This algorithm again follows the merge strategy and is motivated by the fact that d compare-exchanges in the d different directions of the hypercube result in an almost-sorted list. Global order is defined via ringpos, that is, the list will end up sorted on an embedded ring in the hypercube. After the d compare-exchange stages, the algorithm switches to a simple mopping-up stage which is specially designed for almost-sorted lists. This stage is optimized for moving relatively few items quickly through the machine and amounts to a parallel bucket brigade algorithm. Details and a specification of the parallel shellsort algorithm can be found in Chapter 18 of [Fox:88a].
It turns out that the mop-up algorithm takes advantage of the MIMD nature of the machine and that this characteristic is crucial to its speed. Only the few items which need to be moved are examined and processed. The bitonic algorithm, on the other hand, is natural for a SIMD machine. It involves much extra work in order to handle the worst case, which rarely occurs.
We refer to this algorithm as shellsort ([Shell:59a], [Knuth:73a] pp. 84-5, 102-5) or a diminishing increment algorithm. This is not because it is a strict concurrent implementation of the sequential namesake, but because the algorithms are similar in spirit. The important feature of Shellsort is that in early stages of the sorting process, items take very large jumps through the list reaching their final destinations in few steps. As shown in Figure 12.31, this is exactly what occurs in the concurrent algorithm.

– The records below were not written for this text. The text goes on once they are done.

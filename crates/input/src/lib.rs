//! Terminal input.
//!
//! Maps `crossterm` key events to [`GameCommand`](types::GameCommand) values,
//! one command per key press.

pub mod map;

pub use tetris_grid_types as types;

pub use map::{handle_key_event, should_quit};
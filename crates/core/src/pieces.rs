//! Pieces module - piece shape catalog and rotation
//!
//! Each kind has a fixed template of four block offsets around an implicit
//! pivot at (0, 0), a fixed color, and a presentation offset used only by
//! front ends to center previews. Rotation is a pure function over the four
//! offsets; there is no stored rotation state and no wall kicks.

use crate::types::{PieceKind, Point, TetColor};

/// Offsets of the four blocks of a piece, relative to its pivot
pub type ShapeOffsets = [Point; 4];

/// Center of a shape's bounding box measured from the pivot cell's top-left
/// corner, in block units. Presentation only.
#[derive(Debug, Clone, Copy, PartialEq)]
pub struct PresentationOffset {
    pub x: f32,
    pub y: f32,
}

impl PresentationOffset {
    pub const fn new(x: f32, y: f32) -> Self {
        Self { x, y }
    }
}

/// Catalog entry for one piece kind
#[derive(Debug, Clone, Copy, PartialEq)]
pub struct PieceShape {
    pub kind: PieceKind,
    pub offsets: ShapeOffsets,
    pub color: TetColor,
    pub presentation: PresentationOffset,
}

const fn p(x: i32, y: i32) -> Point {
    Point::new(x, y)
}

impl PieceShape {
    /// Instantiate the template for a kind
    pub fn of(kind: PieceKind) -> Self {
        Self {
            kind,
            offsets: spawn_offsets(kind),
            color: kind.color(),
            presentation: presentation_offset(kind),
        }
    }
}

/// Block offsets for a kind in its spawn orientation
pub fn spawn_offsets(kind: PieceKind) -> ShapeOffsets {
    match kind {
        PieceKind::S => [p(-1, 0), p(0, 0), p(0, 1), p(1, 1)],
        PieceKind::Z => [p(-1, 1), p(0, 1), p(0, 0), p(1, 0)],
        PieceKind::L => [p(-1, 0), p(0, 0), p(1, 0), p(1, -1)],
        PieceKind::J => [p(-1, -1), p(-1, 0), p(0, 0), p(1, 0)],
        PieceKind::O => [p(-1, 0), p(-1, 1), p(0, 1), p(0, 0)],
        PieceKind::I => [p(-2, 0), p(-1, 0), p(0, 0), p(1, 0)],
        PieceKind::T => [p(-1, 0), p(0, 0), p(1, 0), p(0, -1)],
    }
}

/// Presentation offset for a kind in its spawn orientation
pub fn presentation_offset(kind: PieceKind) -> PresentationOffset {
    match kind {
        PieceKind::S | PieceKind::Z => PresentationOffset::new(0.5, 1.0),
        PieceKind::L | PieceKind::J | PieceKind::T => PresentationOffset::new(0.5, 0.0),
        PieceKind::O => PresentationOffset::new(0.0, 1.0),
        PieceKind::I => PresentationOffset::new(0.0, 0.5),
    }
}

/// Rotate offsets a quarter turn about the pivot.
///
/// Every offset has its components swapped and the new y negated. The O kind
/// is exempt and gets its input back unchanged.
pub fn rotate_clockwise(kind: PieceKind, offsets: ShapeOffsets) -> ShapeOffsets {
    if kind == PieceKind::O {
        return offsets;
    }
    offsets.map(|o| o.swapped().scaled_y(-1))
}
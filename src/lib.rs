//! Falling-block puzzle game (workspace facade crate).
//!
//! The rules engine, input mapping and terminal rendering live in dedicated
//! crates under `crates/` and are re-exported here as
//! `tetris_grid::{core, input, term, types}`. This package adds the pieces
//! only the binary needs: environment configuration and the event log.

pub mod config;
pub mod event_log;

pub use tetris_grid_core as core;
pub use tetris_grid_input as input;
pub use tetris_grid_term as term;
pub use tetris_grid_types as types;
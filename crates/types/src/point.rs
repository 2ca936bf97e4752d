//! Integer grid coordinates.
//!
//! `x` grows to the right and `y` grows downward (screen convention), so row 0
//! is the top of the board.

use std::fmt;
use std::ops::{Add, AddAssign};

/// A 2D integer coordinate.
#[derive(Debug, Clone, Copy, PartialEq, Eq, Hash, Default)]
pub struct Point {
    pub x: i32,
    pub y: i32,
}

impl Point {
    /// The pivot every shape offset is measured from.
    pub const ORIGIN: Point = Point { x: 0, y: 0 };

    pub const fn new(x: i32, y: i32) -> Self {
        Self { x, y }
    }

    /// Return this point moved by `(dx, dy)`.
    ///
    /// ```
    /// use tetris_grid_types::Point;
    ///
    /// assert_eq!(Point::new(1, 2).translated(3, -1), Point::new(4, 1));
    /// ```
    pub const fn translated(self, dx: i32, dy: i32) -> Self {
        Self {
            x: self.x + dx,
            y: self.y + dy,
        }
    }

    /// Return this point with its components exchanged.
    pub const fn swapped(self) -> Self {
        Self {
            x: self.y,
            y: self.x,
        }
    }

    pub const fn scaled_x(self, factor: i32) -> Self {
        Self {
            x: self.x * factor,
            y: self.y,
        }
    }

    pub const fn scaled_y(self, factor: i32) -> Self {
        Self {
            x: self.x,
            y: self.y * factor,
        }
    }
}

impl Add for Point {
    type Output = Point;

    fn add(self, rhs: Point) -> Point {
        self.translated(rhs.x, rhs.y)
    }
}

impl AddAssign for Point {
    fn add_assign(&mut self, rhs: Point) {
        *self = *self + rhs;
    }
}

impl From<(i32, i32)> for Point {
    fn from((x, y): (i32, i32)) -> Self {
        Self { x, y }
    }
}

/// Formats as `[x,y]`.
impl fmt::Display for Point {
    fn fmt(&self, f: &mut fmt::Formatter<'_>) -> fmt::Result {
        write!(f, "[{},{}]", self.x, self.y)
    }
}
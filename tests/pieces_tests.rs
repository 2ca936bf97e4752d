//! Shape catalog and active piece tests

use tetris_grid::core::pieces::{rotate_clockwise, spawn_offsets, PieceShape};
use tetris_grid::core::GridTetromino;
use tetris_grid::types::{PieceKind, Point, TetColor};

#[test]
fn test_catalog_colors() {
    let expected = [
        (PieceKind::S, TetColor::Red),
        (PieceKind::Z, TetColor::Green),
        (PieceKind::L, TetColor::Orange),
        (PieceKind::J, TetColor::DarkBlue),
        (PieceKind::O, TetColor::Yellow),
        (PieceKind::I, TetColor::LightBlue),
        (PieceKind::T, TetColor::Purple),
    ];
    for (kind, color) in expected {
        assert_eq!(PieceShape::of(kind).color, color, "{:?}", kind);
    }
}

#[test]
fn test_every_shape_has_pivot_block() {
    for kind in PieceKind::ALL {
        assert!(
            spawn_offsets(kind).contains(&Point::ORIGIN),
            "{:?} has no block at the pivot",
            kind
        );
    }
}

#[test]
fn test_rotation_closes_after_four_turns() {
    for kind in PieceKind::ALL {
        let start = spawn_offsets(kind);
        let mut offsets = start;
        for _ in 0..4 {
            offsets = rotate_clockwise(kind, offsets);
        }
        assert_eq!(offsets, start, "{:?}", kind);
    }
}

#[test]
fn test_non_o_rotation_changes_offsets() {
    for kind in PieceKind::ALL {
        if kind == PieceKind::O {
            continue;
        }
        let start = spawn_offsets(kind);
        assert_ne!(rotate_clockwise(kind, start), start, "{:?}", kind);
    }
}

#[test]
fn test_o_rotation_is_identity() {
    let start = spawn_offsets(PieceKind::O);
    let mut offsets = start;
    for _ in 0..7 {
        offsets = rotate_clockwise(PieceKind::O, offsets);
        assert_eq!(offsets, start);
    }
}

#[test]
fn test_rotation_rule() {
    // (x, y) -> (y, -x)
    let turned = rotate_clockwise(PieceKind::J, spawn_offsets(PieceKind::J));
    assert_eq!(
        turned,
        [
            Point::new(-1, 1),
            Point::new(0, 1),
            Point::new(0, 0),
            Point::new(0, -1)
        ]
    );
}

#[test]
fn test_mapped_blocks_are_offsets_plus_location() {
    let loc = Point::new(3, 7);
    let piece = GridTetromino::new(PieceKind::S, loc);
    for (block, offset) in piece.mapped_blocks().iter().zip(piece.offsets()) {
        assert_eq!(*block, *offset + loc);
    }
}
/// Complete game state
#[derive(Debug, Clone)]
pub struct GameState {
    config: GameConfig,
    board: Board,
    active: GridTetromino,
    queue: PieceQueue,
    score: u32,
    level: u32,
    lines: u32,
    secs_since_tick: f32,
    tick_interval: f32,
    /// Set by `lock`, consumed by the next `process_loop` pass.
    placement_pending: bool,
    paused: bool,
    game_number: u32,
    events: ArrayVec<GameEvent, EVENT_CAPACITY>,
    /// Events that arrived while `events` was full, over all games
    dropped_events: u32,
}
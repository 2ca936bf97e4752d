//! Styled glyph grid the game view draws into.
//!
//! Every write is clipped to the grid, so callers can draw boxes and
//! previews that hang over the edge of a small terminal.

/// 24-bit terminal color.
#[derive(Debug, Clone, Copy, PartialEq, Eq, Default)]
pub struct Rgb {
    pub r: u8,
    pub g: u8,
    pub b: u8,
}

impl Rgb {
    pub const fn new(r: u8, g: u8, b: u8) -> Self {
        Self { r, g, b }
    }
}

/// Colors and attributes of one glyph
#[derive(Debug, Clone, Copy, PartialEq, Eq)]
pub struct CellStyle {
    pub fg: Rgb,
    pub bg: Rgb,
    pub bold: bool,
    pub dim: bool,
}

impl CellStyle {
    pub const fn plain(fg: Rgb, bg: Rgb) -> Self {
        Self {
            fg,
            bg,
            bold: false,
            dim: false,
        }
    }

    pub const fn bold(mut self) -> Self {
        self.bold = true;
        self
    }

    pub const fn dim(mut self, dim: bool) -> Self {
        self.dim = dim;
        self
    }

    pub const fn glyph(self, ch: char) -> Glyph {
        Glyph { ch, style: self }
    }
}

impl Default for CellStyle {
    fn default() -> Self {
        Self::plain(Rgb::new(220, 220, 220), Rgb::new(0, 0, 0))
    }
}

/// A character with its style
#[derive(Debug, Clone, Copy, PartialEq, Eq)]
pub struct Glyph {
    pub ch: char,
    pub style: CellStyle,
}

impl Default for Glyph {
    fn default() -> Self {
        CellStyle::default().glyph(' ')
    }
}

/// Line-drawing characters for [`FrameBuffer::frame`]
const FRAME_CORNERS: [char; 4] = ['┌', '┐', '└', '┘'];
const FRAME_H: char = '─';
const FRAME_V: char = '│';

#[derive(Debug, Clone, PartialEq, Eq)]
pub struct FrameBuffer {
    width: u16,
    height: u16,
    /// Row-major, `width * height` long
    glyphs: Vec<Glyph>,
}

impl FrameBuffer {
    pub fn new(width: u16, height: u16) -> Self {
        Self {
            width,
            height,
            glyphs: vec![Glyph::default(); width as usize * height as usize],
        }
    }

    pub fn width(&self) -> u16 {
        self.width
    }

    pub fn height(&self) -> u16 {
        self.height
    }

    /// Change the dimensions. Contents are unspecified afterwards; callers
    /// repaint with [`FrameBuffer::clear`].
    pub fn resize(&mut self, width: u16, height: u16) {
        self.width = width;
        self.height = height;
        self.glyphs
            .resize(width as usize * height as usize, Glyph::default());
    }

    pub fn glyphs(&self) -> &[Glyph] {
        &self.glyphs
    }

    /// One row of glyphs, or an empty slice below the grid
    pub fn row(&self, y: u16) -> &[Glyph] {
        if y >= self.height {
            return &[];
        }
        let start = y as usize * self.width as usize;
        &self.glyphs[start..start + self.width as usize]
    }

    pub fn get(&self, x: u16, y: u16) -> Option<Glyph> {
        self.row(y).get(x as usize).copied()
    }

    pub fn set(&mut self, x: u16, y: u16, glyph: Glyph) {
        if x < self.width && y < self.height {
            let i = y as usize * self.width as usize + x as usize;
            self.glyphs[i] = glyph;
        }
    }

    pub fn clear(&mut self, glyph: Glyph) {
        self.glyphs.fill(glyph);
    }

    /// Fill the clipped part of a `w` by `h` rectangle
    pub fn fill_rect(&mut self, x: u16, y: u16, w: u16, h: u16, ch: char, style: CellStyle) {
        let x_end = x.saturating_add(w).min(self.width);
        let y_end = y.saturating_add(h).min(self.height);
        if x >= x_end {
            return;
        }
        let stride = self.width as usize;
        for row in y..y_end {
            let base = row as usize * stride;
            self.glyphs[base + x as usize..base + x_end as usize].fill(style.glyph(ch));
        }
    }

    /// Write `text` left to right from (x, y); characters past the edge are dropped.
    pub fn put_str(&mut self, x: u16, y: u16, text: &str, style: CellStyle) {
        for (col, ch) in (x..self.width).zip(text.chars()) {
            self.set(col, y, style.glyph(ch));
        }
    }

    /// Decimal `value` starting at (x, y), without allocating
    pub fn put_u32(&mut self, x: u16, y: u16, value: u32, style: CellStyle) {
        let digits = if value == 0 { 1 } else { value.ilog10() + 1 };
        let mut rest = value;
        for i in (0..digits as u16).rev() {
            let ch = char::from(b'0' + (rest % 10) as u8);
            self.set(x.saturating_add(i), y, style.glyph(ch));
            rest /= 10;
        }
    }

    /// Outline a `w` by `h` box with line-drawing characters. Boxes smaller
    /// than 2x2 are not drawn.
    pub fn frame(&mut self, x: u16, y: u16, w: u16, h: u16, style: CellStyle) {
        if w < 2 || h < 2 {
            return;
        }
        let right = x.saturating_add(w - 1);
        let bottom = y.saturating_add(h - 1);

        let (inner_x, inner_y) = (x.saturating_add(1), y.saturating_add(1));
        self.fill_rect(inner_x, y, w - 2, 1, FRAME_H, style);
        self.fill_rect(inner_x, bottom, w - 2, 1, FRAME_H, style);
        self.fill_rect(x, inner_y, 1, h - 2, FRAME_V, style);
        self.fill_rect(right, inner_y, 1, h - 2, FRAME_V, style);

        let [tl, tr, bl, br] = FRAME_CORNERS;
        self.set(x, y, style.glyph(tl));
        self.set(right, y, style.glyph(tr));
        self.set(x, bottom, style.glyph(bl));
        self.set(right, bottom, style.glyph(br));
    }

    /// Characters of row `y`
    pub fn row_text(&self, y: u16) -> String {
        self.row(y).iter().map(|g| g.ch).collect()
    }
}
//! Upcoming-piece queue and hold slot.
//!
//! The lookahead is a fixed-capacity sequence indexed by position: slot 0 is
//! the next piece to spawn. Its length never changes after construction.

use arrayvec::ArrayVec;

use crate::pieces::{presentation_offset, PresentationOffset};
use crate::rng::BagRandomizer;
use crate::types::{PieceKind, MAX_LOOKAHEAD};

/// One slot of the lookahead
#[derive(Debug, Clone, Copy, PartialEq)]
pub struct QueuedPiece {
    pub kind: PieceKind,
    /// Where a presenter should center this preview (see [`PresentationOffset`])
    pub presentation: PresentationOffset,
}

impl QueuedPiece {
    /// A preview of `kind` centered by its spawn-orientation bounding box
    pub fn new(kind: PieceKind) -> Self {
        Self {
            kind,
            presentation: presentation_offset(kind),
        }
    }
}

/// Result of a hold request
#[derive(Debug, Clone, Copy, PartialEq, Eq)]
pub enum HoldOutcome {
    /// Hold was already used for this placement; nothing changed.
    Unavailable,
    /// The slot was empty and now holds the current kind. The caller takes a
    /// replacement from the queue head.
    Stored,
    /// The slot held this kind, which becomes the current piece.
    Swapped(PieceKind),
}

/// Upcoming pieces plus the hold slot
#[derive(Debug, Clone)]
pub struct PieceQueue {
    randomizer: BagRandomizer,
    upcoming: ArrayVec<QueuedPiece, MAX_LOOKAHEAD>,
    lookahead: usize,
    hold: Option<PieceKind>,
    hold_used: bool,
}

impl PieceQueue {
    /// Create a queue showing `lookahead` upcoming pieces.
    ///
    /// Panics unless `1 <= lookahead <= MAX_LOOKAHEAD`.
    pub fn new(lookahead: usize, seed: u32) -> Self {
        assert!(
            (1..=MAX_LOOKAHEAD).contains(&lookahead),
            "lookahead must be within 1..={}, got {}",
            MAX_LOOKAHEAD,
            lookahead
        );
        let mut queue = Self {
            randomizer: BagRandomizer::new(seed),
            upcoming: ArrayVec::new(),
            lookahead,
            hold: None,
            hold_used: false,
        };
        queue.reset();
        queue
    }

    /// Refill the lookahead from a fresh bag and empty the hold slot
    pub fn reset(&mut self) {
        self.upcoming.clear();
        for i in 0..self.lookahead {
            let kind = self.randomizer.draw(i == 0);
            self.upcoming.push(QueuedPiece::new(kind));
        }
        self.hold = None;
        self.hold_used = false;
    }

    /// The next piece to spawn
    pub fn head(&self) -> PieceKind {
        self.upcoming[0].kind
    }

    /// Drop the head and append a freshly drawn piece at the tail.
    ///
    /// Returns the new head.
    pub fn advance(&mut self) -> PieceKind {
        self.upcoming.remove(0);
        let kind = self.randomizer.draw(false);
        self.upcoming.push(QueuedPiece::new(kind));
        self.head()
    }

    /// Upcoming pieces, head first
    pub fn upcoming(&self) -> &[QueuedPiece] {
        &self.upcoming
    }

    pub fn len(&self) -> usize {
        self.upcoming.len()
    }

    pub fn is_empty(&self) -> bool {
        self.upcoming.is_empty()
    }

    pub fn held(&self) -> Option<PieceKind> {
        self.hold
    }

    /// Whether hold may be used for the current placement
    pub fn can_hold(&self) -> bool {
        !self.hold_used
    }

    /// Bank `current` in the hold slot.
    ///
    /// Only the first request per placement has any effect; see [`HoldOutcome`].
    pub fn hold(&mut self, current: PieceKind) -> HoldOutcome {
        if self.hold_used {
            return HoldOutcome::Unavailable;
        }
        self.hold_used = true;
        match self.hold.replace(current) {
            Some(previous) => HoldOutcome::Swapped(previous),
            None => HoldOutcome::Stored,
        }
    }

    /// Make hold available again; called once a piece has locked
    pub fn release_hold(&mut self) {
        self.hold_used = false;
    }

    /// Current RNG state of the randomizer
    pub fn seed(&self) -> u32 {
        self.randomizer.seed()
    }
}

Figure 12.31: The Parallel Shellsort on a d=3 Hypercube. The left side
shows what the algorithm looks like on the cube, the right shows the
same when the cube is regarded as a ring.
The algorithm was implemented and tested with the same data as the bitonic case. The timings appear in Table 12.3 and are also shown graphically in Figure 12.32. This algorithm is much more efficient than the bitonic algorithm, and offers the prospect of reasonable efficiency at large d. The remaining inefficiency is the result of both communication overhead and algorithmic nonoptimality relative to quicksort. For most list sizes, the mop-up time is a small fraction of the total execution time, though it begins to dominate for very small lists on the largest machine sizes.
Figure: The Efficiency of the Shellsort Algorithms Versus List Size
for Various Size Hypercubes. The labelling of curves and axes is as
in Figure 12.30.